Our organic content reached an audience of nearly 1,500,000 with an engagement of 7.06%. The festival featured on ITV GMB and BBC News with Adrian Chiles’ Friday morning show going out live on Radio 5 from the festival site. The festival is now an established part of the festival landscape in the UK and takes place annually in Wrexham with satellite events across Wales.
The challenge was not just to create a brand from scratch but to find an audience for the festival in a crowded market. The client wanted visuals and messaging to be both nostalgic, tapping into the magic of football legends and lore, at the same time as looking forward and not shying away from controversy around the game.
Without giving away too many trade secrets (you’ll have to come and talk to us for those!), there are a few pointers we can share that might help you kick start your own festival.
1. Define the Festival's Identity & Messaging
We started working from day one with the client to identify and clarify the festival’s tone and purpose: Is it progressive, traditional, interdisciplinary, youth-focused, local, or international?
Once we’d got that clarity and steer from the clients, our team got together to define a standout slogan and visual identity that was both culturally rooted and forward-thinking. In the case of Wal Goch, the core messaging was always about appealing to a core audience that was both nostalgic and forward thinking at the same time.
Creating a tagline that captures the emotion or experience — e.g., "Festival for Football Lovers” was vital to building a campaign. For us, and more importantly the clients! It encapsulated the feeling of the event.
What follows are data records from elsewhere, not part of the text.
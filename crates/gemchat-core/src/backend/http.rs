use crate::backend::{ChatBackend, ChatRequest, HealthStatus};
use crate::error::ChatError;
use async_trait::async_trait;
use reqwest::Client;
use serde::Deserialize;
use tracing::{debug, warn};

/// Backend used when nothing else is configured
pub const DEFAULT_BACKEND_URL: &str = "https://gemini-ai-chatbot-backend-a7yo.onrender.com";

#[derive(Deserialize)]
struct ChatResponse {
    #[serde(default)]
    success: bool,
    #[serde(default)]
    response: Option<String>,
    #[serde(default)]
    error: Option<String>,
}

impl ChatResponse {
    fn error_message(self) -> Option<String> {
        self.error.filter(|e| !e.is_empty())
    }
}

#[derive(Clone)]
pub struct HttpBackend {
    client: Client,
    base_url: String,
}

impl HttpBackend {
    pub fn new(base_url: &str) -> Self {
        Self {
            client: Client::new(),
            base_url: base_url.trim_end_matches('/').to_string(),
        }
    }

    pub fn base_url(&self) -> &str {
        &self.base_url
    }
}

#[async_trait]
impl ChatBackend for HttpBackend {
    async fn chat(&self, request: &ChatRequest) -> Result<String, ChatError> {
        let url = format!("{}/api/chat", self.base_url);

        debug!(
            url = %url,
            context_turns = request.conversation.len(),
            "Sending chat request"
        );

        let response = self.client.post(&url).json(request).send().await?;

        let status = response.status();
        let body = response.bytes().await?;

        if !status.is_success() {
            let message = serde_json::from_slice::<ChatResponse>(&body)
                .ok()
                .and_then(ChatResponse::error_message);
            return Err(ChatError::status(status.as_u16(), message));
        }

        let reply: ChatResponse = serde_json::from_slice(&body)?;
        if !reply.success {
            let message = reply
                .error_message()
                .unwrap_or_else(|| "Unknown error".to_string());
            return Err(ChatError::Application(message));
        }

        Ok(reply.response.unwrap_or_default())
    }

    async fn health(&self) -> HealthStatus {
        let url = format!("{}/health", self.base_url);

        match self.client.get(&url).send().await {
            Ok(response) if response.status().is_success() => HealthStatus::Connected,
            Ok(response) => HealthStatus::ServerError(response.status().as_u16()),
            Err(e) => {
                warn!(error = %e, url = %url, "Backend connection error");
                HealthStatus::Unreachable
            }
        }
    }
}
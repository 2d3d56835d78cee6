//! Terminal chat client for the gemchat backend.
//!
//! Usage:
//!   gemchat [--backend <URL>] [--delay-ms <MS>] [--no-health-check]

mod app;
mod handler;
mod logging;
mod markup;
mod tui;
mod ui;

use anyhow::Result;
use app::App;
use clap::Parser;
use gemchat_core::{ChatController, Config, HttpBackend};
use std::sync::Arc;
use std::time::Duration;
use tracing::{error, info, warn};
use tui::{ChannelSurface, EventHandler, Tui};

#[derive(Parser)]
#[command(name = "gemchat")]
#[command(about = "Chat with a Gemini backend from the terminal")]
#[command(version)]
struct Cli {
    /// Backend base URL (overrides GEMCHAT_BACKEND_URL and the config file)
    #[arg(short, long)]
    backend: Option<String>,

    /// Delay between revealed characters, in milliseconds
    #[arg(long)]
    delay_ms: Option<u64>,

    /// Skip the startup health probe
    #[arg(long)]
    no_health_check: bool,
}

#[tokio::main]
async fn main() -> Result<()> {
    let cli = Cli::parse();

    let log_path = logging::init()?;

    let config = Config::load().unwrap_or_else(|e| {
        warn!(error = %e, "Could not load config, using defaults");
        Config::default()
    });

    let backend_url = config.backend_url(cli.backend.as_deref());
    let mut settings = config.controller_settings();
    if let Some(ms) = cli.delay_ms {
        settings.reveal_delay = Duration::from_millis(ms);
    }
    info!(log = %log_path.display(), "Starting gemchat");

    tui::install_panic_hook();
    let mut terminal = tui::init()?;

    let result = run(&mut terminal, &cli, &config, &backend_url, settings).await;

    tui::restore()?;
    terminal.show_cursor()?;

    if let Err(e) = &result {
        error!(error = %e, "gemchat exited with an error");
    }
    result
}

async fn run(
    terminal: &mut Tui,
    cli: &Cli,
    config: &Config,
    backend_url: &str,
    settings: gemchat_core::ControllerSettings,
) -> Result<()> {
    let mut events = EventHandler::new();

    let surface = Arc::new(ChannelSurface::new(events.sender()));
    let backend = Arc::new(HttpBackend::new(backend_url));
    info!(base_url = backend.base_url(), "Using chat backend");
    let controller = ChatController::new(backend, surface).with_settings(settings);

    let mut app = App::new(controller.clone(), config.theme(), events.sender());

    if !cli.no_health_check {
        tokio::spawn(async move {
            controller.check_backend().await;
        });
    }

    while !app.should_quit {
        terminal.draw(|frame| ui::render(&mut app, frame))?;

        match events.next().await {
            Some(event) => handler::handle_event(&mut app, event),
            None => break,
        }
    }

    app.stop();
    Ok(())
}
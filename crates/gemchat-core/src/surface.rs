//! Render-target abstraction.
//!
//! The request lifecycle never touches a concrete UI. Every visible effect
//! goes through [`Surface::apply`] as a [`SurfaceUpdate`], so the core can be
//! driven by a terminal, a test recorder, or anything else that can consume
//! the commands in order.

use crate::state::{Turn, TurnId};
use tokio::sync::mpsc;

#[derive(Debug, Clone, PartialEq, Eq)]
pub enum SurfaceUpdate {
    /// Append a finished turn (user turns are appended as plain text)
    AppendTurn(Turn),
    /// Append an empty assistant element that will be filled by a reveal
    BeginReply(TurnId),
    /// Replace the markup shown for a turn
    UpdateTurn { id: TurnId, markup: String },
    /// Remove a turn's element, if present
    RemoveTurn(TurnId),
    /// Show the "thinking" placeholder under the given id
    ShowTyping(TurnId),
    /// Remove every typing placeholder
    ClearTyping,
    /// Inline system message (errors, warnings)
    Notice(String),
    /// Page-level "generating" indicator
    Generating(bool),
    /// Enable or disable suggestion affordances
    SuggestionsEnabled(bool),
    ScrollToBottom,
    /// Drop every element
    Clear,
}

pub trait Surface: Send + Sync {
    fn apply(&self, update: SurfaceUpdate);
}

impl Surface for mpsc::UnboundedSender<SurfaceUpdate> {
    fn apply(&self, update: SurfaceUpdate) {
        // A closed receiver means the view is gone; nothing left to draw on.
        let _ = self.send(update);
    }
}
Wal Goch is above all a festival that appeals to the emotions, the lore and legends of the game in Wales and beyond. Both local and internationalist in outlook, proud of its heritage but progressive of spirit.
2. Audience Segmentation & Targeting
There are lots of really useful audience segmentation tools and research that you can find online to help you break down your target audience; find out where they hang out, where they get their news, who they look to for advice, what channels of communication they trust. And our clients, as an organisation deeply embedded and connected in football culture, we’re a great source for information about our audience.
Once our visuals and messaging was signed off we could out our strategic communication plan into action. We created films for social media, posts and graphics, a press pack for relevant media, and helped the clients with an engagement startegy.
Our key audiences were local: We reached out to Football clubs, fan groups near Wrexham engaging direct invites, partnerships, and screenings. And international, and this had to be reflected in the content and messaging.
And at the heart of Wal Goch was the idea that football could be a force for positive social change. We started to construct a programme that could appeal not just to the football community but anyone who was interested in progressive change, including NGOs and charities. We levered contacts with those NGOs and social action sectors interested in positive social change — speaking to them through themes (e.g., women in football, football and social inclusion, football and community building).
We were able to work in tandem with the clients to suggest a rich and diverse content to bring in a wider cultural crowd: Film, theatre, music lovers with a sprinkling of star names (Gruff Rhys, Neville Southall, Adrian Chiles, Ani Glas, Chroma) to gain some traction with audience and media alike.
3. PR & Press
Above all, we were able to leverage bak’s creative network to land mass coverage of the festival on national radio and TV.
We hope this is helpful to you? If you want some more detail on building audiences for sport and art, come and have a chat with us at ….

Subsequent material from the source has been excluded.